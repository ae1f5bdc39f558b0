//! Level cache engine.
//!
//! One entry per level: the whole ordered list of cached questions. Seeding
//! arms the entry's lifetime; marking a question shown rewrites the list but
//! leaves the deadline untouched, so an entry in active use still expires and
//! gets flushed on schedule.

use std::sync::Arc;
use std::time::Duration;

use metrics::counter;
use time::OffsetDateTime;
use tracing::{debug, error, info, instrument};

use crate::domain::entities::{CachedTest, dedup_by_id};
use crate::domain::types::Level;

use super::codec;
use super::error::CacheError;
use super::flush::Flusher;
use super::store::TimedStore;

const METRIC_CACHE_HIT_TOTAL: &str = "quizcache_cache_hit_total";
const METRIC_CACHE_MISS_TOTAL: &str = "quizcache_cache_miss_total";

pub struct LevelCache {
    store: TimedStore,
    flusher: Arc<Flusher>,
}

impl LevelCache {
    pub fn new(store: TimedStore, flusher: Arc<Flusher>) -> Self {
        Self { store, flusher }
    }

    /// Replace the level's list and arm a fresh lifetime.
    ///
    /// Duplicate ids keep their first occurrence.
    #[instrument(skip_all, fields(level = %level, count = records.len()))]
    pub async fn seed(
        &self,
        level: Level,
        records: Vec<CachedTest>,
        ttl: Duration,
    ) -> Result<(), CacheError> {
        let records = dedup_by_id(records);
        let bytes = codec::encode(&records)?;
        self.store.set_with_ttl(level.as_str(), bytes, ttl).await
    }

    /// First unshown question of the level, in stored order.
    ///
    /// `None` is a miss. When the list exists but is fully shown, it is flushed
    /// to the question store and deleted before the miss is reported.
    #[instrument(skip_all, fields(level = %level))]
    pub async fn next_unshown(&self, level: Level) -> Result<Option<CachedTest>, CacheError> {
        let key = level.as_str();
        let Some(records) = self.load(key).await? else {
            counter!(METRIC_CACHE_MISS_TOTAL, "reason" => "absent").increment(1);
            return Ok(None);
        };

        if let Some(record) = records.iter().find(|record| !record.shown) {
            counter!(METRIC_CACHE_HIT_TOTAL).increment(1);
            return Ok(Some(record.clone()));
        }

        counter!(METRIC_CACHE_MISS_TOTAL, "reason" => "exhausted").increment(1);
        info!(
            level = key,
            count = records.len(),
            "Level list exhausted; flushing before eviction"
        );
        self.flusher.flush_list(key, &records).await;
        self.store.delete(key).await?;
        Ok(None)
    }

    /// Mark question `id` of the level as shown at `shown_at`.
    ///
    /// Returns false when the level has no entry, the id is not in it, or the
    /// entry vanished before the rewrite landed. None of these are errors.
    #[instrument(skip_all, fields(level = %level, question_id = id))]
    pub async fn mark_shown(
        &self,
        level: Level,
        id: i64,
        shown_at: OffsetDateTime,
    ) -> Result<bool, CacheError> {
        let key = level.as_str();
        let Some(mut records) = self.load(key).await? else {
            return Ok(false);
        };

        let Some(record) = records.iter_mut().find(|record| record.id == id) else {
            return Ok(false);
        };
        record.mark_shown(shown_at);

        let bytes = codec::encode(&records)?;
        let written = self.store.replace_keep_ttl(key, bytes).await?;
        if !written {
            // Evicted between read and write; the flush that evicted it already ran.
            debug!(level = key, question_id = id, "Shown update lost to concurrent eviction");
        }
        Ok(written)
    }

    /// Read and decode a level's list.
    ///
    /// An undecodable entry carries no recoverable state; it is dropped and
    /// treated as absent so the level can be refilled.
    async fn load(&self, key: &str) -> Result<Option<Vec<CachedTest>>, CacheError> {
        let Some(bytes) = self.store.get(key).await? else {
            return Ok(None);
        };

        match codec::decode(&bytes) {
            Ok(records) => Ok(Some(records)),
            Err(err) => {
                error!(level = key, error = %err, "Discarding undecodable cache entry");
                self.store.delete(key).await?;
                Ok(None)
            }
        }
    }
}

#[cfg(test)]
mod tests {
    use std::sync::Mutex;

    use async_trait::async_trait;
    use time::macros::datetime;

    use super::*;
    use crate::application::repos::{QuestionsRepo, RepoError, ShownUpdate};
    use crate::cache::store::{LevelStore, MemoryLevelStore, StoreError};
    use crate::domain::entities::{QuestionOption, StoredQuestion};

    #[derive(Default)]
    struct RecordingRepo {
        writes: Mutex<Vec<(i64, OffsetDateTime)>>,
    }

    #[async_trait]
    impl QuestionsRepo for RecordingRepo {
        async fn fetch_batch(
            &self,
            _level: Level,
            _limit: u32,
        ) -> Result<Vec<StoredQuestion>, RepoError> {
            Ok(Vec::new())
        }

        async fn apply_shown_update(
            &self,
            id: i64,
            shown_at: OffsetDateTime,
        ) -> Result<ShownUpdate, RepoError> {
            self.writes.lock().unwrap().push((id, shown_at));
            Ok(ShownUpdate::Applied)
        }
    }

    struct Fixture {
        store: Arc<MemoryLevelStore>,
        repo: Arc<RecordingRepo>,
        cache: LevelCache,
    }

    fn fixture() -> Fixture {
        let store = Arc::new(MemoryLevelStore::new());
        let repo = Arc::new(RecordingRepo::default());
        let timeout = Duration::from_secs(1);
        let flusher = Arc::new(Flusher::new(repo.clone(), timeout));
        let cache = LevelCache::new(TimedStore::new(store.clone(), timeout), flusher);
        Fixture { store, repo, cache }
    }

    fn record(id: i64) -> CachedTest {
        CachedTest {
            id,
            question_text: format!("Question {id}"),
            options: vec![
                QuestionOption {
                    option_id: 0,
                    option_text: "first".into(),
                },
                QuestionOption {
                    option_id: 1,
                    option_text: "second".into(),
                },
            ],
            correct_option_id: 0,
            explanation: "Explanation".into(),
            shown_at: None,
            shown: false,
        }
    }

    const TTL: Duration = Duration::from_secs(60);

    #[tokio::test]
    async fn absent_level_is_a_plain_miss() {
        let fx = fixture();

        assert_eq!(fx.cache.next_unshown(Level::A1).await.expect("lookup"), None);
        assert!(fx.repo.writes.lock().unwrap().is_empty());
    }

    #[tokio::test]
    async fn serves_first_unshown_in_stored_order() {
        let fx = fixture();
        fx.cache
            .seed(Level::B1, vec![record(10), record(11), record(12)], TTL)
            .await
            .expect("seed");

        let first = fx.cache.next_unshown(Level::B1).await.expect("lookup");
        assert_eq!(first.map(|r| r.id), Some(10));

        let t1 = datetime!(2024-04-01 09:00 UTC);
        assert!(fx.cache.mark_shown(Level::B1, 10, t1).await.expect("mark"));

        let next = fx.cache.next_unshown(Level::B1).await.expect("lookup");
        assert_eq!(next.map(|r| r.id), Some(11));
    }

    #[tokio::test]
    async fn exhausted_list_is_flushed_then_deleted() {
        let fx = fixture();
        fx.cache
            .seed(Level::B1, vec![record(10), record(11), record(12)], TTL)
            .await
            .expect("seed");

        let stamps = [
            (10, datetime!(2024-04-01 09:00 UTC)),
            (11, datetime!(2024-04-01 09:01 UTC)),
            (12, datetime!(2024-04-01 09:02 UTC)),
        ];
        for (id, at) in stamps {
            assert!(fx.cache.mark_shown(Level::B1, id, at).await.expect("mark"));
        }

        assert_eq!(fx.cache.next_unshown(Level::B1).await.expect("lookup"), None);
        assert_eq!(fx.repo.writes.lock().unwrap().as_slice(), &stamps);
        assert!(fx.store.is_empty());
    }

    #[tokio::test]
    async fn unknown_id_is_not_found_and_list_is_intact() {
        let fx = fixture();
        fx.cache
            .seed(Level::A2, vec![record(1), record(2)], TTL)
            .await
            .expect("seed");

        let updated = fx
            .cache
            .mark_shown(Level::A2, 99, datetime!(2024-01-01 00:00 UTC))
            .await
            .expect("mark");

        assert!(!updated);
        let stored = fx.store.get("A2").await.expect("get").expect("entry");
        let records = codec::decode(&stored).expect("decode");
        assert_eq!(records, vec![record(1), record(2)]);
    }

    #[tokio::test]
    async fn mark_on_missing_level_is_not_found() {
        let fx = fixture();
        let updated = fx
            .cache
            .mark_shown(Level::C1, 1, datetime!(2024-01-01 00:00 UTC))
            .await
            .expect("mark");
        assert!(!updated);
        assert!(fx.store.is_empty());
    }

    #[tokio::test(start_paused = true)]
    async fn mark_shown_does_not_rearm_lifetime() {
        let fx = fixture();
        fx.cache
            .seed(Level::B2, vec![record(1), record(2)], Duration::from_secs(10))
            .await
            .expect("seed");

        tokio::time::advance(Duration::from_secs(7)).await;
        fx.cache
            .mark_shown(Level::B2, 1, datetime!(2024-01-01 00:00 UTC))
            .await
            .expect("mark");

        assert_eq!(
            fx.store.ttl("B2").await.expect("ttl"),
            Some(Duration::from_secs(3))
        );
    }

    #[tokio::test]
    async fn seed_overwrites_and_drops_duplicate_ids() {
        let fx = fixture();
        fx.cache
            .seed(Level::A1, vec![record(1)], TTL)
            .await
            .expect("seed");
        fx.cache
            .seed(Level::A1, vec![record(5), record(6), record(5)], TTL)
            .await
            .expect("reseed");

        let stored = fx.store.get("A1").await.expect("get").expect("entry");
        let ids: Vec<i64> = codec::decode(&stored)
            .expect("decode")
            .iter()
            .map(|r| r.id)
            .collect();
        assert_eq!(ids, vec![5, 6]);
    }

    #[tokio::test]
    async fn seed_with_unrepresentable_lifetime_fails_cleanly() {
        let fx = fixture();

        let err = fx
            .cache
            .seed(Level::A1, vec![record(1)], Duration::from_secs(u64::MAX))
            .await
            .expect_err("lifetime out of range");

        assert!(matches!(
            err,
            CacheError::Store(StoreError::TtlOutOfRange { .. })
        ));
        assert!(fx.store.is_empty());
    }

    /// Deletes the key right before every keep-ttl rewrite, as a sweep
    /// landing between a read and its write would.
    struct EvictingStore {
        inner: Arc<MemoryLevelStore>,
    }

    #[async_trait]
    impl LevelStore for EvictingStore {
        async fn get(&self, key: &str) -> Result<Option<Vec<u8>>, StoreError> {
            self.inner.get(key).await
        }

        async fn set_with_ttl(
            &self,
            key: &str,
            value: Vec<u8>,
            ttl: Duration,
        ) -> Result<(), StoreError> {
            self.inner.set_with_ttl(key, value, ttl).await
        }

        async fn replace_keep_ttl(&self, key: &str, value: Vec<u8>) -> Result<bool, StoreError> {
            self.inner.delete(key).await?;
            self.inner.replace_keep_ttl(key, value).await
        }

        async fn delete(&self, key: &str) -> Result<bool, StoreError> {
            self.inner.delete(key).await
        }

        async fn keys(&self) -> Result<Vec<String>, StoreError> {
            self.inner.keys().await
        }

        async fn ttl(&self, key: &str) -> Result<Option<Duration>, StoreError> {
            self.inner.ttl(key).await
        }
    }

    #[tokio::test]
    async fn mark_lost_to_eviction_reports_not_found_without_recreating() {
        let memory = Arc::new(MemoryLevelStore::new());
        let repo = Arc::new(RecordingRepo::default());
        let timeout = Duration::from_secs(1);
        let store = TimedStore::new(
            Arc::new(EvictingStore {
                inner: memory.clone(),
            }),
            timeout,
        );
        let cache = LevelCache::new(store, Arc::new(Flusher::new(repo.clone(), timeout)));
        cache
            .seed(Level::B1, vec![record(1), record(2)], TTL)
            .await
            .expect("seed");

        let updated = cache
            .mark_shown(Level::B1, 1, datetime!(2024-01-01 00:00 UTC))
            .await
            .expect("mark");

        assert!(!updated);
        assert!(memory.is_empty());
        assert!(repo.writes.lock().unwrap().is_empty());
    }

    #[tokio::test]
    async fn undecodable_entry_is_discarded_as_a_miss() {
        let fx = fixture();
        fx.store
            .set_with_ttl("C1", b"{broken".to_vec(), TTL)
            .await
            .expect("set");

        assert_eq!(fx.cache.next_unshown(Level::C1).await.expect("lookup"), None);
        assert!(fx.store.is_empty());
    }
}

------------

Once you find the line containing "const METRIC_CACHE_HIT_TOTAL: &str", stop: reproduce exactly that line and every line of the data before it, and nothing else.

*Solution below:*
repository ae1f5bdc39f558b0
//! Level cache engine.
//!
//! One entry per level: the whole ordered list of cached questions. Seeding
//! arms the entry's lifetime; marking a question shown rewrites the list but
//! leaves the deadline untouched, so an entry in active use still expires and
//! gets flushed on schedule.

use std::sync::Arc;
use std::time::Duration;

use metrics::counter;
use time::OffsetDateTime;
use tracing::{debug, error, info, instrument};

use crate::domain::entities::{CachedTest, dedup_by_id};
use crate::domain::types::Level;

use super::codec;
use super::error::CacheError;
use super::flush::Flusher;
use super::store::TimedStore;

const METRIC_CACHE_HIT_TOTAL: &str = "quizcache_cache_hit_total";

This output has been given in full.